The year 1968 was a tumultuous year, fraught with global social clashes, assassinations of key leaders, and an escalation of the Vietnam War. Worldwide protests marked a time of social change, catapulting an era which the world could no longer accept the status quo. The year led to myriad changes in the social world, the remnants of which can still be seen today.

While conflict abounded, 1968 was also a year of growth for the University of Wisconsin-Milwaukee. UWM’s enrollment for 1968 was 16,000, and it was estimated that the University contributed $89.4 million to the local economy. Plans for expansion at UWM continued, even with the uncertainty brewing in the world around it.

It was in this climate that the Center for Twentieth Century Studies was founded. And, not surprisingly, the Center’s creation was embroiled in its own tumult. In December of 1968, then acting Director (later named Director) of the Center, Robert F. Roeming (French and Italian) completed the draft of the “Organization of the Center for Twentieth Century Studies” formally acknowledging it as “a functioning agency of humanistic studies.” The draft of the charter was developed throughout the 1968-69 academic year in consultation with Professors Melvin J. Friedman, Frederick J. Hoffman (who passed away during the creation of the Center), Justin Replogle, and Leroy Shaw.

Sharp criticism soon arose regarding the method of the Center’s creation. In an acrimonious letter written by Oliver T. Meyers, then the Chairman for Spanish and Portuguese, to the Dean of the College of Letters of Science, Roy G. Francis, Meyers noted, “We have all witnessed the curious event the past year in which a ‘Mission’ of UWM was created by mysterious administrative fiat, without meaningful faculty participation, and we are now feeling the full weight of that blunder as the faculty is called upon to carry out a mission that it did not decide on and that it fails to understand.” Meyers suggested later in the same letter that the Center was somehow the property of the Division of Humanities and Communication, and as such, “In a very real sense, the future of many of the departments of the Division lies with the success of the Center.”

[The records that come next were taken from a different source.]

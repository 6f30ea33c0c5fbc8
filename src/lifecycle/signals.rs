//! OS signal handling.
//!
//! # Responsibilities
//! - Wait for SIGINT (Ctrl+C) or, on Unix, SIGTERM
//! - Report which one arrived so the caller can log it
//!
//! # Design Decisions
//! - Uses Tokio's signal handling (async-safe)
//! - A handler that fails to install is logged and ignored; the other one
//!   still ends the process

/// Wait until the process is asked to stop. Returns the signal name.
pub async fn wait_for_signal() -> &'static str {
    let ctrl_c = async {
        if let Err(error) = tokio::signal::ctrl_c().await {
            tracing::error!(error = %error, "Failed to listen for Ctrl+C");
            std::future::pending::<()>().await;
        }
    };

    #[cfg(unix)]
    let terminate = async {
        use tokio::signal::unix::{signal, SignalKind};
        match signal(SignalKind::terminate()) {
            Ok(mut stream) => {
                stream.recv().await;
            }
            Err(error) => {
                tracing::error!(error = %error, "Failed to listen for SIGTERM");
                std::future::pending::<()>().await;
            }
        }
    };

    #[cfg(not(unix))]
    let terminate = std::future::pending::<()>();

    tokio::select! {
        _ = ctrl_c => "SIGINT",
        _ = terminate => "SIGTERM",
    }
}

The letter led to some clarification of the Center’s mission by Dean Francis. Specifically, Dean Francis stated in a letter dated January 20, 1969 to Meyers, “The Center is not conceived of as being the property of the Division of Humanities and Communication. Our intent–and we have been in rather constant albeit frequently informal communication with the faculty over the last few semesters-is to create an instrument that should eventually assist all humanistically oriented faculty regardless of the division or department in which he is budgeted.”